It’s interesting (okay, infuriating) to note the highly selective “originalism” practiced by retrograde justices on the Supreme Court. In their professed zeal to mind-meld with the nation’s earliest Founders, they entirely ignore what scholars have called “the Second Founding”–the post-Civil War passage of the 13th, 14th and 15th Amendments.
Ratified in the years immediately following the Civil War, the Thirteenth, Fourteenth, and Fifteenth Amendments to the U.S. Constitution—together known as the Reconstruction Amendments—abolished slavery, safeguarded a set of basic national liberties, and expanded the right to vote.
Both Justice Ketanji Jackson and Heather Cox Richardson have recently reminded us of that “original” history.
President Andrew Johnson, an unrepentant racist, vetoed the 1866 civil rights bill, claiming–among other things– that it wasn’t race neutral. It wasn’t–and it wasn’t intended to be. Congress passed it over his veto– and based the Fourteenth Amendment on it.
The 13th, 14th, and 15th Amendments explicitly give the federal government power to protect individual rights in the states. Scholars like Akhil Reed Amar, who teaches Constitutional Law at Yale, call their passage the “second founding.”
Amar explains that the Reconstruction Amendments shift emphasis somewhat from Madison’s first concern– protecting people from unrepresentative government (see Federalist 51)–to his second: protecting minorities from the tyranny of the majority. The 14th prioritizes “ideals of liberty and equality.”
Amar and Richardson are two of the many historians and constitutional scholars who define the period following the Civil War as a “reconstruction” or “second founding.” (Amar’s magisterial book The Bill of Rights is subtitled Creation and Reconstruction.) So it is very interesting that today’s self-described “originalists” ignore that reconstruction.
I can see two reasons for that studied avoidance: first, the clear legal meaning of those Amendments, especially the 14th, is inconsistent with their theocratic revisionism; and second, they provide clear historical evidence that Constitutional principles have evolved to meet changing times.
A 2019 article in the New Yorker focused on the work of constitutional historian Eric Foner, who has written extensively on the Reconstruction Amendments. As Foner explains, the issues central to those Amendments remain central to our politics today.
Who should vote? Who should be a citizen? What does equality before the law really mean? But, most important, and without trying to denigrate any other scholar, I lecture a lot about Reconstruction—I lecture in law schools, I lecture in history departments, I lecture to public audiences outside the academy—and I have found that there’s very little knowledge of why the Thirteenth, Fourteenth, and Fifteenth Amendments are important, or what they were trying to accomplish, even in law schools.

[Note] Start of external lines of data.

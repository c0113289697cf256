use std::cmp::Ordering;

use advent_framework::parsing::{parse_input_lines, parse_with_context};
use advent_framework::runner::solution_runner;
use advent_framework::{DynamicError, DynamicResult, ParseData, PartOne, PartTwo, Solution};
use checked_sum::CheckedSum;
use thiserror::Error;

use crate::arithmetic::Overflow;

#[solution_runner(name = "Day 7: Camel Cards", parsed = Hands, part_one = Day07, part_two = Day07)]
impl super::AdventOfCode2023<7> {}

/*
Each line is a hand of five cards and a bid. Hands are ranked by type, then by comparing cards one
position at a time from the left. Total winnings sum each bid times the hand's rank, the weakest
hand having rank 1.
*/

#[derive(Error, Debug)]
enum Day07Error {
    #[error("invalid card {0:?}")]
    InvalidCard(char),
    #[error("a hand has five cards, found {0:?}")]
    WrongHandSize(String),
    #[error("expected \"<cards> <bid>\"")]
    MissingBid,
}

/// Card labels from weakest to strongest.
const CARD_ORDER: &str = "23456789TJQKA";
const JOKER: char = 'J';

/// How `J` is treated.
#[derive(Debug, Clone, Copy, PartialEq, Eq)]
enum Rules {
    Standard,
    /// `J` is the weakest card but stands in for whatever makes the best hand type.
    Jokers,
}

impl Rules {
    /// Strength of a card label, higher is stronger.
    fn strength(self, card: char) -> usize {
        match (self, card) {
            (Self::Jokers, JOKER) => 0,
            _ => CARD_ORDER.find(card).map_or(0, |index| index + 1),
        }
    }
}

#[derive(Debug, Clone, Copy, PartialEq, Eq, PartialOrd, Ord)]
enum HandType {
    HighCard,
    OnePair,
    TwoPairs,
    ThreeOfAKind,
    FullHouse,
    FourOfAKind,
    FiveOfAKind,
}

impl HandType {
    /// Classify by card counts sorted from most to least frequent.
    fn from_counts(counts: &[usize]) -> Self {
        match counts {
            [5, ..] => Self::FiveOfAKind,
            [4, ..] => Self::FourOfAKind,
            [3, 2, ..] => Self::FullHouse,
            [3, ..] => Self::ThreeOfAKind,
            [2, 2, ..] => Self::TwoPairs,
            [2, ..] => Self::OnePair,
            _ => Self::HighCard,
        }
    }
}

#[derive(Debug, Clone, PartialEq, Eq)]
struct Hand {
    cards: [char; 5],
    bid: u64,
}

impl Hand {
    fn hand_type(&self, rules: Rules) -> HandType {
        let mut counts: Vec<(char, usize)> = Vec::with_capacity(5);
        let mut jokers = 0;
        for &card in &self.cards {
            if rules == Rules::Jokers && card == JOKER {
                jokers += 1;
            } else if let Some((_, count)) = counts.iter_mut().find(|(label, _)| *label == card) {
                *count += 1;
            } else {
                counts.push((card, 1));
            }
        }

        // most frequent first, stronger cards first among equals; jokers join the front card
        counts.sort_unstable_by(|(a_card, a_count), (b_card, b_count)| {
            b_count
                .cmp(a_count)
                .then_with(|| rules.strength(*b_card).cmp(&rules.strength(*a_card)))
        });
        let mut sorted_counts: Vec<usize> = counts.into_iter().map(|(_, count)| count).collect();
        match sorted_counts.first_mut() {
            Some(best) => *best += jokers,
            None => sorted_counts.push(jokers),
        }
        HandType::from_counts(&sorted_counts)
    }

    fn compare(&self, other: &Self, rules: Rules) -> Ordering {
        self.hand_type(rules)
            .cmp(&other.hand_type(rules))
            .then_with(|| {
                let strengths = |hand: &Self| hand.cards.map(|card| rules.strength(card));
                strengths(self).cmp(&strengths(other))
            })
    }
}

impl std::str::FromStr for Hand {
    type Err = DynamicError;

    fn from_str(line: &str) -> Result<Self, Self::Err> {
        let (cards, bid) = line.split_once(' ').ok_or(Day07Error::MissingBid)?;
        if let Some(invalid) = cards.chars().find(|&card| !CARD_ORDER.contains(card)) {
            return Err(Day07Error::InvalidCard(invalid).into());
        }
        let cards: [char; 5] = cards
            .chars()
            .collect::<Vec<_>>()
            .try_into()
            .map_err(|_| Day07Error::WrongHandSize(cards.to_owned()))?;
        Ok(Self {
            cards,
            bid: parse_with_context(bid.trim())?,
        })
    }
}

#[derive(Debug)]
struct Hands(Vec<Hand>);

impl ParseData for Hands {
    fn parse(input: &str) -> DynamicResult<Self> {
        let hands = parse_input_lines(input, |_, line| line.parse::<Hand>())
            .collect::<Result<_, _>>()?;
        Ok(Self(hands))
    }
}

impl Hands {
    fn total_winnings(&self, rules: Rules) -> DynamicResult<u64> {
        let mut ranked: Vec<&Hand> = self.0.iter().collect();
        ranked.sort_by(|a, b| a.compare(b, rules));
        let winnings = (1u64..)
            .zip(ranked)
            .map(|(rank, hand)| rank.checked_mul(hand.bid))
            .collect::<Option<Vec<_>>>()
            .ok_or(Overflow("hand winnings"))?;
        Ok(winnings
            .into_iter()
            .checked_sum()
            .ok_or(Overflow("total winnings"))?)
    }
}

struct Day07;

impl Solution<PartOne> for Day07 {
    type Input = Hands;
    type Output = u64;

    fn solve(input: &Self::Input) -> DynamicResult<Self::Output> {
        input.total_winnings(Rules::Standard)
    }
}

impl Solution<PartTwo> for Day07 {
    type Input = Hands;
    type Output = u64;

    fn solve(input: &Self::Input) -> DynamicResult<Self::Output> {
        input.total_winnings(Rules::Jokers)
    }
}

#[cfg(test)]
mod tests {
    use rstest::rstest;

    use super::*;

    const EXAMPLE_INPUT: &str = "32T3K 765
T55J5 684
KK677 28
KTJJT 220
QQQJA 483
";

    fn hand(cards: &str) -> Hand {
        format!("{cards} 0").parse().unwrap()
    }

    #[test]
    fn part_one_solves_example() -> DynamicResult<()> {
        let hands = Hands::parse(EXAMPLE_INPUT)?;
        assert_eq!(<Day07 as Solution<PartOne>>::solve(&hands)?, 6440);
        Ok(())
    }

    #[test]
    fn part_two_solves_example() -> DynamicResult<()> {
        let hands = Hands::parse(EXAMPLE_INPUT)?;
        assert_eq!(<Day07 as Solution<PartTwo>>::solve(&hands)?, 5905);
        Ok(())
    }

    #[rstest]
    #[case("AAAAA", Rules::Standard, HandType::FiveOfAKind)]
    #[case("AA8AA", Rules::Standard, HandType::FourOfAKind)]
    #[case("23332", Rules::Standard, HandType::FullHouse)]
    #[case("9T8TT", Rules::Standard, HandType::ThreeOfAKind)]
    #[case("23432", Rules::Standard, HandType::TwoPairs)]
    #[case("A23A4", Rules::Standard, HandType::OnePair)]
    #[case("23456", Rules::Standard, HandType::HighCard)]
    #[case("KTJJT", Rules::Standard, HandType::TwoPairs)]
    #[case("32T3K", Rules::Jokers, HandType::OnePair)]
    #[case("KK677", Rules::Jokers, HandType::TwoPairs)]
    #[case("T55J5", Rules::Jokers, HandType::FourOfAKind)]
    #[case("KTJJT", Rules::Jokers, HandType::FourOfAKind)]
    #[case("QQQJA", Rules::Jokers, HandType::FourOfAKind)]
    #[case("2345J", Rules::Jokers, HandType::OnePair)]
    #[case("JJJJJ", Rules::Jokers, HandType::FiveOfAKind)]
    #[case("JJJJ2", Rules::Jokers, HandType::FiveOfAKind)]
    fn classifies_hands(#[case] cards: &str, #[case] rules: Rules, #[case] expected: HandType) {
        assert_eq!(hand(cards).hand_type(rules), expected);
    }

    #[rstest]
    #[case("33332", "2AAAA", Rules::Standard, Ordering::Greater)]
    #[case("77888", "77788", Rules::Standard, Ordering::Greater)]
    #[case("23332", "2AAAA", Rules::Standard, Ordering::Less)]
    #[case("23456", "23457", Rules::Standard, Ordering::Less)]
    #[case("22222", "9T8TT", Rules::Standard, Ordering::Greater)]
    #[case("25452", "35K53", Rules::Standard, Ordering::Less)]
    #[case("25452", "25652", Rules::Standard, Ordering::Less)]
    #[case("32T3K", "T55J5", Rules::Jokers, Ordering::Less)]
    #[case("T55J5", "KK677", Rules::Jokers, Ordering::Greater)]
    #[case("T55J5", "KTJJT", Rules::Jokers, Ordering::Less)]
    #[case("JKKK2", "QQQQ2", Rules::Jokers, Ordering::Less)]
    #[case("24344", "24J4A", Rules::Jokers, Ordering::Greater)]
    fn compares_hands(
        #[case] first: &str,
        #[case] second: &str,
        #[case] rules: Rules,
        #[case] expected: Ordering,
    ) {
        assert_eq!(hand(first).compare(&hand(second), rules), expected);
    }

    #[test]
    fn malformed_hands_are_rejected() {
        assert!(Hands::parse("AAAA 10").is_err());
        assert!(Hands::parse("AAXAA 10").is_err());
        assert!(Hands::parse("AAAAA").is_err());
    }
}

Foner points out that, even in the immediate wake of their passage, the Court narrowed application of the Amendments, arguing–against the evidence–that they hadn’t really effected much change. Foner and other historians disagree.
Many years ago, when I was doing research for a book I was writing, I unearthed contemporaneous newspaper coverage of the arguments for and against ratification of the Fourteenth Amendment. Those debates confirm Foner’s reading: the Americans who were preparing to vote on their state’s ratification of the Fourteenth Amendment believed it made very substantive expansions to the “privileges and immunities” of citizenship. It was with that understanding that they voted for (or against) ratification.
As one pundit noted during Amy Comes Barrett’s (excessively brief) confirmation hearing: “given that the Constitution was effectively rewritten by the Reconstruction Amendments, it would be great to see a Supreme Court nominee say something like “I will interpret the Constitution as it was understood in 1870.”
In 2004, the Brennan Center issued a paper explaining the real history of the Reconstruction Amendments, and the persistent failure of the Supreme Court to properly respect and interpret them.(The current court is simply a more egregious example of a longtime failure of jurisprudence.)
From the introduction to that paper
The Supreme Court’s recent turn away from civil rights and toward states rights claims legitimacy from a familiar but false history: the Constitution of 1787 carefully preserved the states sovereignty; Congress operated for 150 years within narrow constraints on its enumerated powers; the courts zealously policed the boundaries of proper federal action; and the half-century starting with the New Deal, when the Supreme Court allowed the federal government to do more or less what it wanted, was an anomaly.
None of this is true. If there is an anomalous period in the relationship between the Court and Congress, it began shortly after the Civil War … These decisions betrayed Lincoln, who had promised a new birth of freedom at Gettysburg, and the people who enacted the constitutional amendments and legislation to make that promise a reality…
Basically, the Court continues to ignore “the widely understood meaning and purpose of those amendments at the time they were ratified.”
We have very selective “originalists”!